Joel Chadabe (December 12, 1938 – May 2, 2021) was an American composer, author, and internationally recognized pioneer in the development of interactive music systems. He earned a BA from the University of North Carolina at Chapel Hill, then earned his MM at Yale while studying under Elliott Carter. His students include Liz Phillips, Richard Lainhart, and David A. Jaffe. He designed the CEMS, built by Robert Moog, in 1967. He was the president of Intelligent Music, "one of the several companies that distribute software and hardware for interactive composing," from 1983 to 1994. The Electronic Music Foundation was founded in 1994 by Chadabe.

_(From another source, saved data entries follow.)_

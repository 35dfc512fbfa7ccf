//! Inverted index record shapes and the legacy upgrade transform.
//!
//! # Responsibility
//! - Describe a posting list as persisted (`StoredIndexRecord`, possibly in
//!   the v1 entry-hash shape) and as used by search (`IndexRecord`).
//! - Convert the former into the latter without losing a posting.
//!
//! # Invariants
//! - `upgrade_index_record` is pure and idempotent: upgrading an already
//!   upgraded record yields the same postings.

use crate::model::document::Digest;
use std::collections::BTreeSet;

/// Posting list keyed by a lowercase token.
#[derive(Debug, Clone, PartialEq, Eq)]
pub struct IndexRecord {
    pub word: String,
    pub root_hashes: BTreeSet<Digest>,
}

impl IndexRecord {
    pub fn empty(word: impl Into<String>) -> Self {
        Self {
            word: word.into(),
            root_hashes: BTreeSet::new(),
        }
    }
}

/// Raw `search_index` row.
///
/// `entry_hashes` is the v1 posting field; `root_hashes` the current one.
/// A row may carry either, both (written by mixed versions), or neither.
#[derive(Debug, Clone, Default, PartialEq, Eq)]
pub struct StoredIndexRecord {
    pub word: String,
    pub entry_hashes: Option<BTreeSet<Digest>>,
    pub root_hashes: Option<BTreeSet<Digest>>,
}

impl StoredIndexRecord {
    pub fn is_legacy(&self) -> bool {
        self.entry_hashes.is_some()
    }
}

/// Converts a stored row into the root-hash shape.
///
/// Legacy entry hashes are mapped to their root through `root_of`; hashes it
/// cannot resolve are kept verbatim so the posting survives.
pub fn upgrade_index_record<F>(stored: StoredIndexRecord, mut root_of: F) -> IndexRecord
where
    F: FnMut(&str) -> Option<Digest>,
{
    let mut root_hashes = stored.root_hashes.unwrap_or_default();
    for entry_hash in stored.entry_hashes.unwrap_or_default() {
        let root = root_of(entry_hash.as_str()).unwrap_or(entry_hash);
        root_hashes.insert(root);
    }

    IndexRecord {
        word: stored.word,
        root_hashes,
    }
}

#[cfg(test)]
mod tests {
    use super::{upgrade_index_record, StoredIndexRecord};
    use std::collections::BTreeSet;

    fn set(values: &[&str]) -> BTreeSet<String> {
        values.iter().map(|value| value.to_string()).collect()
    }

    #[test]
    fn legacy_postings_are_mapped_to_roots() {
        let stored = StoredIndexRecord {
            word: "calm".to_string(),
            entry_hashes: Some(set(&["e1", "e2"])),
            root_hashes: None,
        };

        let upgraded = upgrade_index_record(stored, |hash| match hash {
            "e1" => Some("r1".to_string()),
            "e2" => Some("r1".to_string()),
            _ => None,
        });

        assert_eq!(upgraded.word, "calm");
        assert_eq!(upgraded.root_hashes, set(&["r1"]));
    }

    #[test]
    fn unresolved_legacy_hashes_are_kept() {
        let stored = StoredIndexRecord {
            word: "calm".to_string(),
            entry_hashes: Some(set(&["orphan"])),
            root_hashes: Some(set(&["r9"])),
        };

        let upgraded = upgrade_index_record(stored, |_| None);
        assert_eq!(upgraded.root_hashes, set(&["orphan", "r9"]));
    }

    #[test]
    fn upgrade_is_idempotent() {
        let stored = StoredIndexRecord {
            word: "steady".to_string(),
            entry_hashes: Some(set(&["e1"])),
            root_hashes: None,
        };
        let first = upgrade_index_record(stored, |_| Some("r1".to_string()));

        let again = upgrade_index_record(
            StoredIndexRecord {
                word: first.word.clone(),
                entry_hashes: None,
                root_hashes: Some(first.root_hashes.clone()),
            },
            |_| Some("unused".to_string()),
        );
        assert_eq!(again, first);
        assert!(!StoredIndexRecord::default().is_legacy());
    }
}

Chadabe was the curator at New York sound gallery Engine 27 in 2000–01. Chadabe was given the SEAMUS Lifetime Achievement Award in 2007.
In a 2013 interview with Peter Shea, Chadabe discussed a variety of topics, ranging from the history of electronic music to his own work processes.

Early life 
Chadabe was born December 12, 1938 in Bronx, NY, the son of Solon Chadabe, a lawyer, and Sylvia (née Cohen) Chadabe, a homemaker. Joel attended grade school at the Bentley School  and then University of North Carolina at Chapel Hill. He studied music in college and graduated in 1959, despite his parents hoping that he would become a lawyer. Chadabe then continued his education at Yale University, studying with the composer Elliott Carter and completing a Master's degree in music (M.M.) in 1962.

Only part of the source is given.